This exercise calls for the records to be repeated in full, exactly as written.
++++++++
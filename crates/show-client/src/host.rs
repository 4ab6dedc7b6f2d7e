//! Host command execution.
//!
//! Neighbor tables come from host tools rather than the databases. The
//! [`HostCommand`] seam returns raw stdout; parsing belongs to the handler
//! that issued the command.

use crate::error::{ShowError, ShowResult};
use async_trait::async_trait;
use once_cell::sync::Lazy;
use regex::Regex;
use std::process::Stdio;
use std::time::Duration;
use tokio::process::Command;
use tracing::{debug, instrument};

/// Path to the `arp` command.
pub const ARP_CMD: &str = "/usr/sbin/arp";

/// Path to the `ip` command.
pub const IP_CMD: &str = "/bin/ip";

/// Path to the shell used to run command lines.
pub const SH_CMD: &str = "/bin/sh";

/// Characters that need escaping inside shell double quotes.
static SHELL_ESCAPE_RE: Lazy<Regex> =
    Lazy::new(|| Regex::new(r#"([$`"\\\n])"#).expect("Invalid regex pattern"));

/// Quotes a caller-supplied word for a shell command line.
pub fn shellquote(s: &str) -> String {
    let escaped = SHELL_ESCAPE_RE.replace_all(s, r"\$1");
    format!("\"{}\"", escaped)
}

/// Runs a command line on the host and returns its stdout.
#[cfg_attr(test, mockall::automock)]
#[async_trait]
pub trait HostCommand: Send + Sync {
    async fn run(&self, command: &str) -> ShowResult<String>;
}

/// [`HostCommand`] backed by `/bin/sh -c`.
#[derive(Debug, Clone)]
pub struct ShellRunner {
    timeout: Duration,
}

impl ShellRunner {
    pub fn new(timeout: Duration) -> Self {
        Self { timeout }
    }
}

#[async_trait]
impl HostCommand for ShellRunner {
    #[instrument(skip(self))]
    async fn run(&self, command: &str) -> ShowResult<String> {
        debug!(command, "Executing host command");

        let child = Command::new(SH_CMD)
            .arg("-c")
            .arg(command)
            .stdin(Stdio::null())
            .stdout(Stdio::piped())
            .stderr(Stdio::piped())
            .kill_on_drop(true)
            .output();

        let output = tokio::time::timeout(self.timeout, child)
            .await
            .map_err(|_| {
                ShowError::host_command(
                    command,
                    format!("timed out after {}s", self.timeout.as_secs()),
                )
            })?
            .map_err(|e| ShowError::host_command(command, e.to_string()))?;

        let stdout = String::from_utf8_lossy(&output.stdout).into_owned();
        if !output.status.success() {
            let stderr = String::from_utf8_lossy(&output.stderr);
            return Err(ShowError::host_command(
                command,
                format!("{}: {}", output.status, stderr.trim()),
            ));
        }

        debug!(command, bytes = stdout.len(), "Host command completed");
        Ok(stdout)
    }
}

#[cfg(test)]
mod tests {
    use super::*;

    #[test]
    fn test_shellquote() {
        assert_eq!(shellquote("Ethernet0"), "\"Ethernet0\"");
        assert_eq!(shellquote("a$b"), "\"a\\$b\"");
        assert_eq!(shellquote("`id`"), "\"\\`id\\`\"");
    }

    #[tokio::test]
    async fn test_shell_runner_stdout() {
        let runner = ShellRunner::new(Duration::from_secs(5));
        let out = runner.run("echo 10.0.0.1 ether").await.unwrap();
        assert_eq!(out, "10.0.0.1 ether\n");
    }

    #[tokio::test]
    async fn test_shell_runner_nonzero_exit() {
        let runner = ShellRunner::new(Duration::from_secs(5));
        let err = runner.run("echo oops >&2; exit 3").await.unwrap_err();
        match err {
            ShowError::HostCommand { message, .. } => assert!(message.contains("oops")),
            other => panic!("unexpected error: {other}"),
        }
    }

    #[tokio::test]
    async fn test_mock_host_command() {
        let mut mock = MockHostCommand::new();
        mock.expect_run()
            .withf(|cmd| cmd.to_string() == "/usr/sbin/arp -n")
            .times(1)
            .returning(|_| Ok(String::new()));
        assert_eq!(mock.run("/usr/sbin/arp -n").await.unwrap(), "");
    }
}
++++++++
**Reply:**
filename crates/show-client/src/host.rs
repository 4ab6dedc7b6f2d7e
//! Host command execution.
//!
//! Neighbor tables come from host tools rather than the databases. The
//! [`HostCommand`] seam returns raw stdout; parsing belongs to the handler
//! that issued the command.

use crate::error::{ShowError, ShowResult};
use async_trait::async_trait;
use once_cell::sync::Lazy;
use regex::Regex;
use std::process::Stdio;
use std::time::Duration;
use tokio::process::Command;
use tracing::{debug, instrument};

/// Path to the `arp` command.
pub const ARP_CMD: &str = "/usr/sbin/arp";

/// Path to the `ip` command.
pub const IP_CMD: &str = "/bin/ip";

/// Path to the shell used to run command lines.
pub const SH_CMD: &str = "/bin/sh";

/// Characters that need escaping inside shell double quotes.
static SHELL_ESCAPE_RE: Lazy<Regex> =
    Lazy::new(|| Regex::new(r#"([$`"\\\n])"#).expect("Invalid regex pattern"));

/// Quotes a caller-supplied word for a shell command line.
pub fn shellquote(s: &str) -> String {
    let escaped = SHELL_ESCAPE_RE.replace_all(s, r"\$1");
    format!("\"{}\"", escaped)
}

/// Runs a command line on the host and returns its stdout.
#[cfg_attr(test, mockall::automock)]
#[async_trait]
pub trait HostCommand: Send + Sync {
    async fn run(&self, command: &str) -> ShowResult<String>;
}

/// [`HostCommand`] backed by `/bin/sh -c`.
#[derive(Debug, Clone)]
pub struct ShellRunner {
    timeout: Duration,
}

impl ShellRunner {
    pub fn new(timeout: Duration) -> Self {
        Self { timeout }
    }
}

#[async_trait]
impl HostCommand for ShellRunner {
    #[instrument(skip(self))]
    async fn run(&self, command: &str) -> ShowResult<String> {
        debug!(command, "Executing host command");

        let child = Command::new(SH_CMD)
            .arg("-c")
            .arg(command)
            .stdin(Stdio::null())
            .stdout(Stdio::piped())
            .stderr(Stdio::piped())
            .kill_on_drop(true)
            .output();

        let output = tokio::time::timeout(self.timeout, child)
            .await
            .map_err(|_| {
                ShowError::host_command(
                    command,
                    format!("timed out after {}s", self.timeout.as_secs()),
                )
            })?
            .map_err(|e| ShowError::host_command(command, e.to_string()))?;

        let stdout = String::from_utf8_lossy(&output.stdout).into_owned();
        if !output.status.success() {
            let stderr = String::from_utf8_lossy(&output.stderr);
            return Err(ShowError::host_command(
                command,
                format!("{}: {}", output.status, stderr.trim()),
            ));
        }

        debug!(command, bytes = stdout.len(), "Host command completed");
        Ok(stdout)
    }
}

#[cfg(test)]
mod tests {
    use super::*;

    #[test]
    fn test_shellquote() {
        assert_eq!(shellquote("Ethernet0"), "\"Ethernet0\"");
        assert_eq!(shellquote("a$b"), "\"a\\$b\"");
        assert_eq!(shellquote("`id`"), "\"\\`id\\`\"");
    }

    #[tokio::test]
    async fn test_shell_runner_stdout() {
        let runner = ShellRunner::new(Duration::from_secs(5));
        let out = runner.run("echo 10.0.0.1 ether").await.unwrap();
        assert_eq!(out, "10.0.0.1 ether\n");
    }

    #[tokio::test]
    async fn test_shell_runner_nonzero_exit() {
        let runner = ShellRunner::new(Duration::from_secs(5));
        let err = runner.run("echo oops >&2; exit 3").await.unwrap_err();
        match err {
            ShowError::HostCommand { message, .. } => assert!(message.contains("oops")),
            other => panic!("unexpected error: {other}"),
        }
    }

    #[tokio::test]
    async fn test_mock_host_command() {
        let mut mock = MockHostCommand::new();
        mock.expect_run()
            .withf(|cmd| cmd.to_string() == "/usr/sbin/arp -n")
            .times(1)
            .returning(|_| Ok(String::new()));
        assert_eq!(mock.run("/usr/sbin/arp -n").await.unwrap(), "");
    }
}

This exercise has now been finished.